Each approach has its strengths and weaknesses:

Dimension

vLLM (Hash-based)

SGLang (RadixAttention)

数据结构 ▸

Hash Table

Radix Tree

匹配方式 ▸

精确前缀匹配

最长前缀匹配

匹配粒度 ▸

Block 级别

Token 级别

淘汰策略 ▸

引用计数 + LRU

LRU 从叶节点开始

非前缀共享 ▸

不支持

有限支持

查找复杂度 ▸

O(1) per block

O(L) L=前缀长度

Click any row to expand details. vLLM also experimentally supports tree-based caching from v0.6.

The practical choice depends on the scenario:

High-concurrency API serving (many independent requests): vLLM’s hash-based approach is simpler and more efficient
Multi-turn conversations / complex pipelines (extensive prefix sharing): SGLang’s RadixAttention offers more flexible reuse
Mixed scenarios: the performance gap between the two is narrowing, and vLLM is also experimenting with tree-based caching

Summary

The core of prefix caching is a simple intuition: avoid recomputing KV Cache that has already been computed. vLLM uses a hash table for clean, efficient exact matching, while SGLang uses a radix tree for flexible longest prefix matching.

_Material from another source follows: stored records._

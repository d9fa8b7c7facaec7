//! Image upload route

use hyper::body::Incoming;
use hyper::header::CONTENT_TYPE;
use hyper::{Request, Response, StatusCode};
use serde::Deserialize;
use std::sync::Arc;

use super::{authorize, json_response, parse_query, read_body, FullBody};
use crate::auth::Action;
use crate::server::AppState;
use crate::types::{BoardError, Result};

#[derive(Debug, Deserialize)]
struct UploadQuery {
    name: Option<String>,
}

/// POST /images?name=
///
/// The raw request body is the image; its `Content-Type` is forwarded.
pub async fn handle_upload(
    req: Request<Incoming>,
    state: Arc<AppState>,
) -> Result<Response<FullBody>> {
    let caller = authorize(req.headers(), &state).await?;
    caller.require(Action::CreatePost)?;

    let images = state
        .board
        .images
        .clone()
        .ok_or_else(|| BoardError::BadRequest("Image uploads are not configured".into()))?;

    let query: UploadQuery = parse_query(req.uri().query())?;
    let file_name = query.name.unwrap_or_else(|| "upload".to_string());
    let content_type = req
        .headers()
        .get(CONTENT_TYPE)
        .and_then(|v| v.to_str().ok())
        .unwrap_or("application/octet-stream")
        .to_string();

    let body = read_body(req, state.args.max_body_bytes).await?;
    let url = images.upload(&file_name, &content_type, body.to_vec()).await?;

    Ok(json_response(
        StatusCode::CREATED,
        &serde_json::json!({ "url": url }),
    ))
}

Both use LRU eviction to manage limited GPU memory.

From a broader perspective, prefix caching is the key step in inference engines moving from “single-request optimization” to “cross-request optimization” — it lets the engine exploit computational redundancy across requests, which yields far greater benefits in real deployments (multi-turn conversations, batch processing, pipelines) than optimizing PagedAttention alone.